*Problem details*.
Find the line holding "duplicate flat names." in the entries below. Give it again exactly, along with every line after it up to and including the line holding "whole and the".

===== Stored data =====

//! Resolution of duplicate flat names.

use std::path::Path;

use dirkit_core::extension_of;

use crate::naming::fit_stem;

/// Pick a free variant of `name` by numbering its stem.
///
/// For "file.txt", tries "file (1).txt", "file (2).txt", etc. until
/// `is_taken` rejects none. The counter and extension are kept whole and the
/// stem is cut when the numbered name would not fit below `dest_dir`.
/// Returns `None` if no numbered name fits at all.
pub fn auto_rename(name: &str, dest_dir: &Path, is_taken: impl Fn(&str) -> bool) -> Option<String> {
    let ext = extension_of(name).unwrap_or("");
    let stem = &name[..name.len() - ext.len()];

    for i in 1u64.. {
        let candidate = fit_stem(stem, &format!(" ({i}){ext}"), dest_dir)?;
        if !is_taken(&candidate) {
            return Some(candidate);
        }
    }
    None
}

=====
===== Stored data =====

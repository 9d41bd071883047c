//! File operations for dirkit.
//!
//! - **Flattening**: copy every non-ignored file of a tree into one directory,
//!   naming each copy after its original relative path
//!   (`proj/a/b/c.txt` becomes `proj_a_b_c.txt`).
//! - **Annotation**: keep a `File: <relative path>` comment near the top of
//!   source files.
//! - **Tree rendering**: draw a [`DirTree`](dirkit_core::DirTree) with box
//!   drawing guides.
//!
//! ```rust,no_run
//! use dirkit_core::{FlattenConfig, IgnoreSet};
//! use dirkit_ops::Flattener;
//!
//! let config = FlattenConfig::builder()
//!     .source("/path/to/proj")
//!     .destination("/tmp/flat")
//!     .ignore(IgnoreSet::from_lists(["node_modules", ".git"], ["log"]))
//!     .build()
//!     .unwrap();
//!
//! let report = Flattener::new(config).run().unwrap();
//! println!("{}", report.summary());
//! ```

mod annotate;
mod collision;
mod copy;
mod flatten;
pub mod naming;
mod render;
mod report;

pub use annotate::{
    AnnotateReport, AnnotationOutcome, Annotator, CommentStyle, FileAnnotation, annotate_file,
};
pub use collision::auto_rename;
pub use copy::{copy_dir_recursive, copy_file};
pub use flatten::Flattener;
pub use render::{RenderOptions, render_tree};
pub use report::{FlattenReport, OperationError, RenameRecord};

=====

*Output for this task*.
//! Resolution of duplicate flat names.

use std::path::Path;

use dirkit_core::extension_of;

use crate::naming::fit_stem;

/// Pick a free variant of `name` by numbering its stem.
///
/// For "file.txt", tries "file (1).txt", "file (2).txt", etc. until
/// `is_taken` rejects none. The counter and extension are kept whole and the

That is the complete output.